• _What is required_:
Using the records that appear below, write out exactly the lines from the one with "sender to continue." through the one with "pub fn sha256_file(path: &Path)", keeping both end lines.

• _Collected data_:
%%
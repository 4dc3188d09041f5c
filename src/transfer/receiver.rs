//! # Receiver Peer Session
//!
//! The receiving half of a transfer: creates the DataChannel and the SDP
//! offer, walks the sender's catalogue, requests a selection with resume
//! offsets, and writes incoming files to disk with integrity verification.
//!
//! Every peer-supplied filename passes [`crate::fs::is_safe_join`] before a
//! byte touches disk; a violation skips that file with a security warning
//! and the session carries on — subsequent valid files are unaffected.
//!
//! All file I/O happens in the protocol loop, which is the sole owner of
//! the current file handle; the channel callbacks only route frames into
//! it.

use std::path::PathBuf;
use std::sync::atomic::{AtomicBool, Ordering};
use std::sync::Arc;
use std::time::{Duration, Instant};

use bytes::Bytes;
use parking_lot::Mutex;
use sha2::{Digest, Sha256};
use tokio::io::AsyncWriteExt;
use tokio::sync::{mpsc, oneshot, watch};
use webrtc::data_channel::data_channel_init::RTCDataChannelInit;
use webrtc::data_channel::RTCDataChannel;
use webrtc::peer_connection::peer_connection_state::RTCPeerConnectionState;
use webrtc::peer_connection::RTCPeerConnection;

use crate::error::{Error, Result};
use crate::fs::is_safe_join;
use crate::hash;
use crate::history::{Direction, Integrity, Method, TransferHistory, TransferRecord, TransferStatus};
use crate::monitor::TransferMonitor;

use super::engine::EngineEvent;
use super::protocol::{FileStat, PeerMessage};
use super::{rtc, PeerState, SpeedSample};

// ============================================================================
// RECEIVER PEER
// ============================================================================

/// Shared collaborators for the receive side.
#[derive(Clone)]
pub(crate) struct ReceiverContext {
    pub monitor: Arc<TransferMonitor>,
    pub history: Arc<TransferHistory>,
    pub events: mpsc::UnboundedSender<EngineEvent>,
}

/// Frames as they arrive from the channel, physical type preserved.
enum InboundFrame {
    Text(PeerMessage),
    Binary(Bytes),
    /// A text frame that failed to decode; aborts the session as Failed.
    Malformed(Error),
}

/// The receiver half of one sender↔receiver pair.
pub struct ReceiverPeer {
    pc: Arc<RTCPeerConnection>,
    channel: Arc<RTCDataChannel>,
    state: Arc<Mutex<PeerState>>,
    stopped: Arc<AtomicBool>,
    save_dir: Arc<Mutex<Option<PathBuf>>>,
    listing: Arc<Mutex<Option<Vec<FileStat>>>>,
    listing_rx: tokio::sync::Mutex<Option<oneshot::Receiver<Result<Vec<FileStat>>>>>,
    done: watch::Sender<bool>,
}

impl ReceiverPeer {
    /// Build the peer connection and DataChannel, install handlers, start
    /// the protocol loop, and return the fully gathered offer SDP to post
    /// through the relay.
    pub(crate) async fn connect(
        ctx: ReceiverContext,
        password: Option<String>,
        ice_servers: &[String],
        connect_timeout: Duration,
    ) -> Result<(Arc<Self>, String)> {
        let pc = rtc::new_peer_connection(ice_servers).await?;
        let channel = pc
            .create_data_channel(
                rtc::CHANNEL_LABEL,
                Some(RTCDataChannelInit {
                    ordered: Some(true),
                    ..Default::default()
                }),
            )
            .await?;

        let (listing_tx, listing_rx) = oneshot::channel();
        let (done_tx, _) = watch::channel(false);
        let peer = Arc::new(Self {
            pc: Arc::clone(&pc),
            channel: Arc::clone(&channel),
            state: Arc::new(Mutex::new(PeerState::New)),
            stopped: Arc::new(AtomicBool::new(false)),
            save_dir: Arc::new(Mutex::new(None)),
            listing: Arc::new(Mutex::new(None)),
            listing_rx: tokio::sync::Mutex::new(Some(listing_rx)),
            done: done_tx,
        });

        {
            let state = Arc::clone(&peer.state);
            pc.on_peer_connection_state_change(Box::new(move |s: RTCPeerConnectionState| {
                tracing::debug!(state = %s, "peer connection state");
                if s == RTCPeerConnectionState::Failed {
                    let mut state = state.lock();
                    if !state.is_terminal() {
                        *state = PeerState::Failed;
                    }
                }
                Box::pin(async {})
            }));
        }

        // Opening handshake: announce ourselves as soon as the channel is
        // live.
        {
            let dc = Arc::clone(&channel);
            let state = Arc::clone(&peer.state);
            channel.on_open(Box::new(move || {
                let dc = Arc::clone(&dc);
                let state = Arc::clone(&state);
                let hello = match &password {
                    Some(password) => PeerMessage::Auth {
                        password: password.clone(),
                    },
                    None => PeerMessage::Ready,
                };
                Box::pin(async move {
                    tracing::info!("data channel open");
                    *state.lock() = PeerState::Connected;
                    if let Ok(encoded) = hello.encode() {
                        if let Err(e) = dc.send_text(encoded).await {
                            tracing::warn!(error = %e, "opening handshake failed");
                        }
                    }
                })
            }));
        }

        // Frame router: control applies immediately, the rest feeds the
        // protocol loop.
        let (frame_tx, frame_rx) = mpsc::unbounded_channel::<InboundFrame>();
        {
            let stopped = Arc::clone(&peer.stopped);
            channel.on_message(Box::new(move |msg| {
                if msg.is_string {
                    let text = String::from_utf8_lossy(&msg.data).into_owned();
                    match PeerMessage::decode(&text) {
                        Ok(PeerMessage::Pause) => {
                            tracing::info!("sender paused the transfer");
                        }
                        Ok(PeerMessage::Resume) => {
                            tracing::info!("sender resumed the transfer");
                        }
                        Ok(PeerMessage::Stopped) => {
                            stopped.store(true, Ordering::SeqCst);
                            let _ = frame_tx.send(InboundFrame::Text(PeerMessage::Stopped));
                        }
                        Ok(frame) => {
                            let _ = frame_tx.send(InboundFrame::Text(frame));
                        }
                        Err(e) => {
                            tracing::warn!(error = %e, "malformed text frame");
                            let _ = frame_tx.send(InboundFrame::Malformed(e));
                        }
                    }
                } else {
                    let _ = frame_tx.send(InboundFrame::Binary(msg.data.clone()));
                }
                Box::pin(async {})
            }));
        }

        tokio::spawn(run_receiver_protocol(
            frame_rx,
            ctx,
            Arc::clone(&peer.save_dir),
            Arc::clone(&peer.listing),
            listing_tx,
            Arc::clone(&peer.state),
            peer.done.clone(),
        ));

        *peer.state.lock() = PeerState::Connecting;
        let offer = rtc::create_offer_sdp(&pc).await?;

        // Establishment deadline.
        {
            let state = Arc::clone(&peer.state);
            let pc = Arc::clone(&pc);
            tokio::spawn(async move {
                tokio::time::sleep(connect_timeout).await;
                let timed_out = {
                    let mut state = state.lock();
                    if matches!(*state, PeerState::New | PeerState::Connecting) {
                        *state = PeerState::Failed;
                        true
                    } else {
                        false
                    }
                };
                if timed_out {
                    tracing::warn!("connection establishment timed out");
                    let _ = pc.close().await;
                }
            });
        }

        Ok((peer, offer))
    }

    /// Apply the sender's SDP answer.
    pub async fn set_answer(&self, sdp: &str) -> Result<()> {
        rtc::apply_answer_sdp(&self.pc, sdp).await
    }

    /// Current connection state.
    pub fn state(&self) -> PeerState {
        *self.state.lock()
    }

    /// The catalogue the sender offered, once received.
    pub fn listing(&self) -> Option<Vec<FileStat>> {
        self.listing.lock().clone()
    }

    /// Wait for the sender's catalogue (or an auth rejection), bounded by
    /// `timeout`.
    pub async fn wait_for_listing(&self, timeout: Duration) -> Result<Vec<FileStat>> {
        let rx = self
            .listing_rx
            .lock()
            .await
            .take()
            .ok_or_else(|| Error::Protocol("listing already consumed".into()))?;
        match tokio::time::timeout(timeout, rx).await {
            Ok(Ok(result)) => result,
            Ok(Err(_)) => Err(Error::Protocol("session ended before the file list".into())),
            Err(_) => {
                let mut state = self.state.lock();
                if !state.is_terminal() {
                    *state = PeerState::Failed;
                }
                drop(state);
                let _ = self.pc.close().await;
                Err(Error::Timeout("no file list from the sender".into()))
            }
        }
    }

    /// Send the selection with resume offsets gathered from `save_dir`.
    /// Incoming files will be written beneath that directory.
    pub async fn request_download(&self, files: Vec<String>, save_dir: PathBuf) -> Result<()> {
        let mut offsets = std::collections::HashMap::new();
        for name in &files {
            if let Some(target) = is_safe_join(&save_dir, name) {
                if let Ok(meta) = std::fs::metadata(&target) {
                    if meta.len() > 0 {
                        offsets.insert(name.clone(), meta.len());
                    }
                }
            }
        }
        *self.save_dir.lock() = Some(save_dir);
        tracing::info!(
            files = files.len(),
            resumable = offsets.len(),
            "requesting download"
        );
        self.channel
            .send_text(PeerMessage::DownloadRequest { files, offsets }.encode()?)
            .await?;
        Ok(())
    }

    /// Ask the sender to halt after the in-flight chunk.
    pub async fn pause(&self) {
        if let Ok(encoded) = PeerMessage::Pause.encode() {
            let _ = self.channel.send_text(encoded).await;
        }
    }

    /// Ask the sender to continue.
    pub async fn resume(&self) {
        if let Ok(encoded) = PeerMessage::Resume.encode() {
            let _ = self.channel.send_text(encoded).await;
        }
    }

    /// Cancel the session and close the connection. Idempotent.
    pub async fn stop(&self) {
        if self.stopped.swap(true, Ordering::SeqCst) {
            return;
        }
        if let Ok(encoded) = PeerMessage::Stopped.encode() {
            let _ = self.channel.send_text(encoded).await;
        }
        {
            let mut state = self.state.lock();
            if !state.is_terminal() {
                *state = PeerState::Stopped;
            }
        }
        let _ = self.done.send_replace(true);
        let _ = self.pc.close().await;
    }

    /// Wait until the session reaches a terminal state.
    pub async fn wait_done(&self) {
        let mut rx = self.done.subscribe();
        while !*rx.borrow_and_update() {
            if rx.changed().await.is_err() {
                return;
            }
        }
    }
}
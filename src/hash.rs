//! # Hashing
//!
//! Streaming SHA-256 over files with a fixed read buffer. Hashes travel the
//! wire as lowercase hex digests.

use std::io::Read;
use std::path::Path;

use sha2::{Digest, Sha256};

use crate::config::HTTP_CHUNK_SIZE;
use crate::error::Result;

/// Streaming SHA-256 of an entire file, as a lowercase hex digest.
pub fn sha256_file(path: &Path) -> Result<String> {
    let mut file = std::fs::File::open(path)?;
    let mut hasher = Sha256::new();
    let mut buf = vec![0u8; HTTP_CHUNK_SIZE];
    loop {
        let n = file.read(&mut buf)?;
        if n == 0 {
            break;
        }
        hasher.update(&buf[..n]);
    }
    Ok(hex::encode(hasher.finalize()))
}

/// A hasher pre-fed with the first `len` bytes of `path` (or the whole file
/// if shorter). Used to seed full-file verification when a transfer resumes
/// from an offset: the prefix already on disk is hashed here, the rest is
/// fed as it streams.
pub fn prefix_hasher(path: &Path, len: u64) -> Result<Sha256> {
    let mut file = std::fs::File::open(path)?;
    let mut hasher = Sha256::new();
    let mut remaining = len;
    let mut buf = vec![0u8; HTTP_CHUNK_SIZE];
    while remaining > 0 {
        let want = remaining.min(buf.len() as u64) as usize;
        let n = file.read(&mut buf[..want])?;
        if n == 0 {
            break;
        }
        hasher.update(&buf[..n]);
        remaining -= n as u64;
    }
    Ok(hasher)
}

// ============================================================================
// TESTS
// ============================================================================

#[cfg(test)]
mod tests {
    use super::*;

    /// SHA-256 of the empty string.
    const EMPTY_SHA256: &str = "e3b0c44298fc1c149afbf4c8996fb92427ae41e4649b934ca495991b7852b855";

    #[test]
    fn test_sha256_empty_file() {
        let dir = tempfile::tempdir().unwrap();
        let path = dir.path().join("empty");
        std::fs::write(&path, b"").unwrap();
        assert_eq!(sha256_file(&path).unwrap(), EMPTY_SHA256);
    }

    #[test]
    fn test_sha256_known_vector() {
        let dir = tempfile::tempdir().unwrap();
        let path = dir.path().join("abc");
        std::fs::write(&path, b"abc").unwrap();
        assert_eq!(
            sha256_file(&path).unwrap(),
            "ba7816bf8f01cfea414140de5dae2223b00361a396177a9cb410ff61f20015ad"
        );
    }

    #[test]
    fn test_sha256_missing_file_is_io_error() {
        let err = sha256_file(Path::new("/nonexistent/definitely-not-here")).unwrap_err();
        assert!(matches!(err, crate::Error::Io(_)));
    }

    #[test]
    fn test_prefix_hasher_matches_full_hash_when_completed() {
        let dir = tempfile::tempdir().unwrap();
        let path = dir.path().join("data");
        let payload: Vec<u8> = (0..200_000u32).map(|i| (i % 251) as u8).collect();
        std::fs::write(&path, &payload).unwrap();

        // Hash the first half from disk, feed the second half incrementally.
        let split = payload.len() / 2;
        let mut hasher = prefix_hasher(&path, split as u64).unwrap();
        hasher.update(&payload[split..]);
        assert_eq!(hex::encode(hasher.finalize()), sha256_file(&path).unwrap());
    }
}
%%
• _Reply to the task_:
    /// Ask the sender to continue.
    pub async fn resume(&self) {
        if let Ok(encoded) = PeerMessage::Resume.encode() {
            let _ = self.channel.send_text(encoded).await;
        }
    }

    /// Cancel the session and close the connection. Idempotent.
    pub async fn stop(&self) {
        if self.stopped.swap(true, Ordering::SeqCst) {
            return;
        }
        if let Ok(encoded) = PeerMessage::Stopped.encode() {
            let _ = self.channel.send_text(encoded).await;
        }
        {
            let mut state = self.state.lock();
            if !state.is_terminal() {
                *state = PeerState::Stopped;
            }
        }
        let _ = self.done.send_replace(true);
        let _ = self.pc.close().await;
    }

    /// Wait until the session reaches a terminal state.
    pub async fn wait_done(&self) {
        let mut rx = self.done.subscribe();
        while !*rx.borrow_and_update() {
            if rx.changed().await.is_err() {
                return;
            }
        }
    }
}
filename src/hash.rs
//! # Hashing
//!
//! Streaming SHA-256 over files with a fixed read buffer. Hashes travel the
//! wire as lowercase hex digests.

use std::io::Read;
use std::path::Path;

use sha2::{Digest, Sha256};

use crate::config::HTTP_CHUNK_SIZE;
use crate::error::Result;

/// Streaming SHA-256 of an entire file, as a lowercase hex digest.
pub fn sha256_file(path: &Path) -> Result<String> {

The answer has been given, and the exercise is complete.